Recently our home has been taken over by the piano. It has crept up on me but it's quite astonishing, and is perhaps the most persuasive argument for a monolith of a real, acoustic piano rather than a more portable digital one. It's always there, en route between the bathroom and the computer, between the toys and the kitchen, between the dining room and the bedroom. It's always on. It has an inviting two-person bench, good lighting and the warmth of the woodstove radiating from across the room. You can't miss it, and it wants to be played.
My guess would be that it gets played at least once an hour by someone in our household. Noah probably sits down and tinkles away on it at least four or five times a day. He's there for a couple of minutes playing through a new piece he's working on or running through an old one, or dabbling away at improvisation or sight-reading for ten or fifteen minutes. Sophie is often right there, or taking turns with him, trying out melodies, imitating what she's heard the other kids do. Erin is there at least two or three times a day, often for long stretches of playing through old pieces or sightreading through supplementary stuff. Then there's the daily practising.
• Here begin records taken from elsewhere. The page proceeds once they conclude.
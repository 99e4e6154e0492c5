use std::io::IsTerminal;
use std::path::PathBuf;

use anyhow::Result;
use clap::{Parser, Subcommand};
use tracing_subscriber::{EnvFilter, FmtSubscriber};

use rimgaz_cli::commands::{replay::handle_replay, zones::handle_zones};
use rimgaz_cli::output::OutputFormat;

#[derive(Parser, Debug)]
#[command(author, version, about = "Rimgaz fleet telemetry utilities")]
struct Cli {
    /// Fleet configuration file (buses and geofence zones).
    #[arg(long)]
    fleet: PathBuf,

    /// Output format.
    #[arg(long, value_enum, global = true, default_value_t = OutputFormat::Text)]
    format: OutputFormat,

    #[command(subcommand)]
    command: Command,
}

#[derive(Subcommand, Debug)]
enum Command {
    /// List geofence zones with their shape, active flag, and validation status.
    Zones,
    /// Replay a telemetry CSV through the alert engine and report alerts.
    Replay {
        /// Telemetry CSV with columns id,bus_id,tour_id,latitude,longitude,speed_kmh,status,recorded_at.
        #[arg(long)]
        positions: PathBuf,
    },
}

fn main() -> Result<()> {
    init_tracing();
    let cli = Cli::parse();

    match cli.command {
        Command::Zones => handle_zones(&cli.fleet, cli.format),
        Command::Replay { positions } => handle_replay(&cli.fleet, &positions, cli.format),
    }
}

fn init_tracing() {
    let env_filter = EnvFilter::try_from_default_env().unwrap_or_else(|_| EnvFilter::new("warn"));
    let subscriber = FmtSubscriber::builder()
        .with_env_filter(env_filter)
        .with_writer(std::io::stderr)
        .with_ansi(std::io::stderr().is_terminal())
        .finish();

    let _ = tracing::subscriber::set_global_default(subscriber);
}
//! Raw numeric fields as they arrive from telemetry and zone configuration.
//!
//! Decimal columns are frequently serialised as strings (`"12.345678"`) while
//! mobile clients send plain JSON numbers. [`Numeric`] keeps whichever form was
//! received so the evaluation path can decide, per check, whether the value is
//! usable. Parsing never fails loudly: [`Numeric::as_f64`] returns `None` for
//! anything that is not a finite number.

use std::fmt;

use serde::{Deserialize, Serialize};

/// A numeric value that may or may not be well-formed.
#[derive(Debug, Clone, PartialEq, Serialize, Deserialize)]
#[serde(untagged)]
pub enum Numeric {
    /// A value received as a JSON number.
    Number(f64),
    /// A value received as text (decimal string or garbage).
    Text(String),
    /// Any other JSON value (`null`, booleans, arrays, objects).
    Other(serde_json::Value),
}

impl Numeric {
    /// Interpret the value as a finite `f64`.
    ///
    /// Text is trimmed before parsing. `NaN` and infinities are treated as
    /// malformed.
    pub fn as_f64(&self) -> Option<f64> {
        let value = match self {
            Numeric::Number(n) => *n,
            Numeric::Text(s) => s.trim().parse::<f64>().ok()?,
            Numeric::Other(_) => return None,
        };
        value.is_finite().then_some(value)
    }

    /// Whether [`as_f64`](Self::as_f64) would yield a value.
    pub fn is_well_formed(&self) -> bool {
        self.as_f64().is_some()
    }
}

impl From<f64> for Numeric {
    fn from(value: f64) -> Self {
        Numeric::Number(value)
    }
}

impl From<&str> for Numeric {
    fn from(value: &str) -> Self {
        Numeric::Text(value.to_string())
    }
}

impl From<String> for Numeric {
    fn from(value: String) -> Self {
        Numeric::Text(value)
    }
}

impl fmt::Display for Numeric {
    fn fmt(&self, f: &mut fmt::Formatter<'_>) -> fmt::Result {
        match self {
            Numeric::Number(n) => write!(f, "{}", n),
            Numeric::Text(s) => write!(f, "{}", s),
            Numeric::Other(v) => write!(f, "{}", v),
        }
    }
}

/// Parse an optional field, collapsing "absent" and "malformed" into `None`.
pub fn parse_optional(value: Option<&Numeric>) -> Option<f64> {
    value.and_then(Numeric::as_f64)
}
It's a delightful state of affairs. I feel so lucky. We have a lot of violin music around here too, and sometimes the violin catches a bit of momentum from piano, but piano is definitely a different kettle of fish. It's relaxing and sociable and inviting by its physical presence in the living room, and maybe because I'm not a pianist, the kids are free to have a greater sense of "ownership" over the piano than they do over their violin studies.
Sophie and Noah participated in the regional Suzuki Group Class last weekend. Noah was the more reluctant of the two, but he was fine once he got going. They were the two littlest kids there and held their own very well indeed. The event was mostly for the benefit of a group of 11-18-year-old violin students who will be participating in a youth exchange program to Ottawa, Canada, this spring. They've been meeting to rehearse for a couple of months already. This class was their chance to include, and also show off a little to, the younger students who aren't doing the exchange trip. Because Erin hasn't been involved in the (competitive) music festival or the youth orchestra in Nelson (she does our community orchestra in New Denver instead), she'd had little to no contact with these "older, more advanced" students. It was nice for her to have a chance to play her more advanced repertoire in a group. In our local group classes we focus on the Book 1-3 repertoire because we have so few students beyond that level. Anyway, there was a lot of ogling and pointing at all my kids, but Erin especially, because she's considerably more advanced than many of the teens who thought they were the "senior students" in the region. And she's so petite. Fortunately she was having fun during the snacktime afterwards with some of the younger kids she knew, and seemed pretty oblivious to the attention. I hate hearing "yeah, well, they homeschool, so that's why" muttered defensively by other parents and students. Honestly... yes, she practices more than she would if she went to school. But on the other hand, we chose to unschool in large part so that our kids could delve deeply into things (like music) that inspire them. And just because she has more time to do more work doesn't negate the fact that she actually does more work. It's not an "unfair advantage"... anyone else is free to homeschool for the same advantages. (Sorry about that little rant.)
It's snowed a fair bit here this week. There's been lots of outdoor play and lots of great discussions. Olives aren't a good choice for a snowman's eyes, because their salinity melts the snow. Who would have thought that a snow day would lead to "science lab"? Well, I'm sure it comes as no surprise to those of you reading this board. We have about 15 cm of nice fluffy stuff on the ground, with more falling today. We've starting packing snow and levelling a surface for our annual outdoor skating rink. If the weather is cold enough after the weekend, we might start flooding then.
Today we're heading to "the city" (Kelowna) for a whirlwind weekend. We'll be there Friday and Saturday, returning Sunday. Chuck is doing a medical conference part of the time we're there. The main reason we're going is to do a holiday-stockpiling bulk grocery shopping, get to a big bookstore (where Cornelia Funke's novels are at the top of my list) and to hang out at a nice motel where the kids can swim in a pool for 8 hours a day! Chuck will have the vehicle Friday and part of Saturday, which is just fine since I don't relish packing the kids around department stores and malls by myself. I hate shopping anyway.
Our current readalouds are "Eragon" (finally almost finished! and it's great!) by Chris Paolini, "The Golden Goblet", set in ancient Egypt, and "Winnie the Pooh" (which we last read in its entirety when Sophie was too little to remember much of it). Bedtime has been slipping later and later as the kids demand more and more reading. We have to start sooner in the evening! I'm falling to sleep by the time we get to the second chapter in the third book!
Noah has become a "read in bed reader". So I guess he's quietly crossed the threshold into "independent reading for pleasure". He still prefers stuff with pictures but is comfortable with smaller and smaller fonts and more words per page as the weeks roll by. He's feeling really good about his skills.
Must go pick Erin and Noah up from art class and head across the mountains to the big city!